DATA TO PROCESS: Begin

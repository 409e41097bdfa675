//! Common utility functions

pub mod email;
pub mod phone;

// Re-export commonly used utilities
pub use email::*;
pub use phone::*;
//! Bridges an infrastructure `EmailService` to the core notification trait

use async_trait::async_trait;

use ac_core::services::verification::NotificationServiceTrait;

use super::email_service::EmailService;

/// Adapter that implements the core NotificationServiceTrait over email
pub struct EmailServiceAdapter {
    inner: Box<dyn EmailService>,
    subject: String,
}

impl EmailServiceAdapter {
    /// Wrap `inner`, sending every notification with `subject`
    pub fn new(inner: Box<dyn EmailService>, subject: impl Into<String>) -> Self {
        Self {
            inner,
            subject: subject.into(),
        }
    }

    /// Name of the wrapped provider
    pub fn provider_name(&self) -> &str {
        self.inner.provider_name()
    }
}

#[async_trait]
impl NotificationServiceTrait for EmailServiceAdapter {
    async fn send(&self, recipient: &str, body: &str) -> Result<String, String> {
        self.inner
            .send_email(recipient, &self.subject, body)
            .await
            .map_err(|e| e.to_string())
    }
}
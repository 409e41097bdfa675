mod mysql_tests;
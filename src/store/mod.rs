// ============================================================================
// Store - In-Memory Order Repository
// ============================================================================

pub mod order_store;

pub use order_store::OrderStore;
use serde::{Deserialize, Serialize};
use uuid::Uuid;

// ============================================================================
// Order Value Objects
// ============================================================================

/// Flat delivery fee added to every order total, in whole rupees.
pub const DELIVERY_FEE: i64 = 25;

/// A single cart line. Immutable once the order is placed.
#[derive(Serialize, Deserialize, Clone, Debug, PartialEq)]
pub struct OrderItem {
    pub product_id: Uuid,
    pub quantity: i32,
    /// Price per unit in whole rupees, captured at placement time.
    pub unit_price: i64,
}

impl OrderItem {
    pub fn line_total(&self) -> i64 {
        self.unit_price * self.quantity as i64
    }
}

/// Canonical order lifecycle states.
///
/// The happy path is Placed -> Accepted -> Ready -> PickedUp -> Delivered.
/// Cancelled is reachable from Placed or Accepted only. Delivered and
/// Cancelled are terminal.
#[derive(Debug, Clone, Copy, PartialEq, Eq, Serialize, Deserialize)]
pub enum OrderStatus {
    Placed,
    Accepted,
    Ready,
    PickedUp,
    Delivered,
    Cancelled,
}

impl OrderStatus {
    /// Terminal states accept no further commands.
    pub fn is_terminal(&self) -> bool {
        matches!(self, OrderStatus::Delivered | OrderStatus::Cancelled)
    }

    /// Cancellation window: before the shop has finished preparing.
    pub fn is_cancellable(&self) -> bool {
        matches!(self, OrderStatus::Placed | OrderStatus::Accepted)
    }
}

impl std::fmt::Display for OrderStatus {
    fn fmt(&self, f: &mut std::fmt::Formatter<'_>) -> std::fmt::Result {
        let s = match self {
            OrderStatus::Placed => "PLACED",
            OrderStatus::Accepted => "ACCEPTED",
            OrderStatus::Ready => "READY",
            OrderStatus::PickedUp => "PICKED_UP",
            OrderStatus::Delivered => "DELIVERED",
            OrderStatus::Cancelled => "CANCELLED",
        };
        write!(f, "{}", s)
    }
}

/// The three roles authorized to drive order transitions.
#[derive(Debug, Clone, Copy, PartialEq, Eq, Serialize, Deserialize)]
pub enum ActorRole {
    Customer,
    Shop,
    DeliveryPartner,
}

/// A concrete actor: who is asking, and in what role.
#[derive(Debug, Clone, Copy, PartialEq, Eq, Serialize, Deserialize)]
pub struct ActorRef {
    pub role: ActorRole,
    pub id: Uuid,
}

impl ActorRef {
    pub fn customer(id: Uuid) -> Self {
        Self { role: ActorRole::Customer, id }
    }

    pub fn shop(id: Uuid) -> Self {
        Self { role: ActorRole::Shop, id }
    }

    pub fn delivery_partner(id: Uuid) -> Self {
        Self { role: ActorRole::DeliveryPartner, id }
    }
}

// ============================================================================
// Unit Tests
// ============================================================================
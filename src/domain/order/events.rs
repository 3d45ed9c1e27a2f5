use serde::{Deserialize, Serialize};
use uuid::Uuid;
use chrono::{DateTime, Utc};

use super::value_objects::OrderItem;

// ============================================================================
// Order Events - Notifications for Order State Changes
// ============================================================================
//
// Each successfully applied command emits exactly one of these. Observers
// (customer, shop, delivery views) receive them synchronously, before the
// triggering operation returns.
//
// ============================================================================

/// Order Event - union type for all order lifecycle notifications
#[derive(Debug, Clone, Serialize, Deserialize)]
#[serde(tag = "type", content = "data")]
pub enum OrderEvent {
    Placed(OrderPlaced),
    Accepted(OrderAccepted),
    Ready(OrderReady),
    PartnerAssigned(PartnerAssigned),
    PickedUp(OrderPickedUp),
    Delivered(OrderDelivered),
    Cancelled(OrderCancelled),
}

impl OrderEvent {
    pub fn event_type(&self) -> &'static str {
        match self {
            OrderEvent::Placed(_) => "OrderPlaced",
            OrderEvent::Accepted(_) => "OrderAccepted",
            OrderEvent::Ready(_) => "OrderReady",
            OrderEvent::PartnerAssigned(_) => "PartnerAssigned",
            OrderEvent::PickedUp(_) => "OrderPickedUp",
            OrderEvent::Delivered(_) => "OrderDelivered",
            OrderEvent::Cancelled(_) => "OrderCancelled",
        }
    }

    pub fn occurred_at(&self) -> DateTime<Utc> {
        match self {
            OrderEvent::Placed(e) => e.placed_at,
            OrderEvent::Accepted(e) => e.accepted_at,
            OrderEvent::Ready(e) => e.ready_at,
            OrderEvent::PartnerAssigned(e) => e.assigned_at,
            OrderEvent::PickedUp(e) => e.picked_up_at,
            OrderEvent::Delivered(e) => e.delivered_at,
            OrderEvent::Cancelled(e) => e.cancelled_at,
        }
    }
}

// ============================================================================
// Individual Event Types
// ============================================================================

/// Order Placed - first event in the order lifecycle
#[derive(Serialize, Deserialize, Clone, Debug)]
pub struct OrderPlaced {
    pub customer_id: Uuid,
    pub store_id: Uuid,
    pub items: Vec<OrderItem>,
    pub total: i64,
    pub placed_at: DateTime<Utc>,
}

/// Order Accepted - shop confirmed and started preparing
#[derive(Serialize, Deserialize, Clone, Debug)]
pub struct OrderAccepted {
    pub shop_actor_id: Uuid,
    pub accepted_at: DateTime<Utc>,
}

/// Order Ready - shop finished preparing, awaiting pickup
#[derive(Serialize, Deserialize, Clone, Debug)]
pub struct OrderReady {
    pub shop_actor_id: Uuid,
    pub ready_at: DateTime<Utc>,
}

/// Partner Assigned - a delivery partner accepted the job
#[derive(Serialize, Deserialize, Clone, Debug)]
pub struct PartnerAssigned {
    pub partner_id: Uuid,
    pub assigned_at: DateTime<Utc>,
}

/// Order Picked Up - partner collected the order, in transit
#[derive(Serialize, Deserialize, Clone, Debug)]
pub struct OrderPickedUp {
    pub partner_id: Uuid,
    pub picked_up_at: DateTime<Utc>,
}

/// Order Delivered - terminal success
#[derive(Serialize, Deserialize, Clone, Debug)]
pub struct OrderDelivered {
    pub partner_id: Uuid,
    pub delivered_at: DateTime<Utc>,
}

/// Order Cancelled - terminal, before pickup only
#[derive(Serialize, Deserialize, Clone, Debug)]
pub struct OrderCancelled {
    pub cancelled_by: Uuid,
    pub cancelled_at: DateTime<Utc>,
}

// ============================================================================
// Tests
// ============================================================================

DATA TO PROCESS: End

ABOUT THIS TASK
Beginning with the opening line above, retype the records exactly through the line with "use super::email_service::EmailService;", both ends included.

EXERCISE ANSWER
repository 409e41097bdfa675
//! Common utility functions

pub mod email;
pub mod phone;

// Re-export commonly used utilities
pub use email::*;
pub use phone::*;
//! Bridges an infrastructure `EmailService` to the core notification trait

use async_trait::async_trait;

use ac_core::services::verification::NotificationServiceTrait;

use super::email_service::EmailService;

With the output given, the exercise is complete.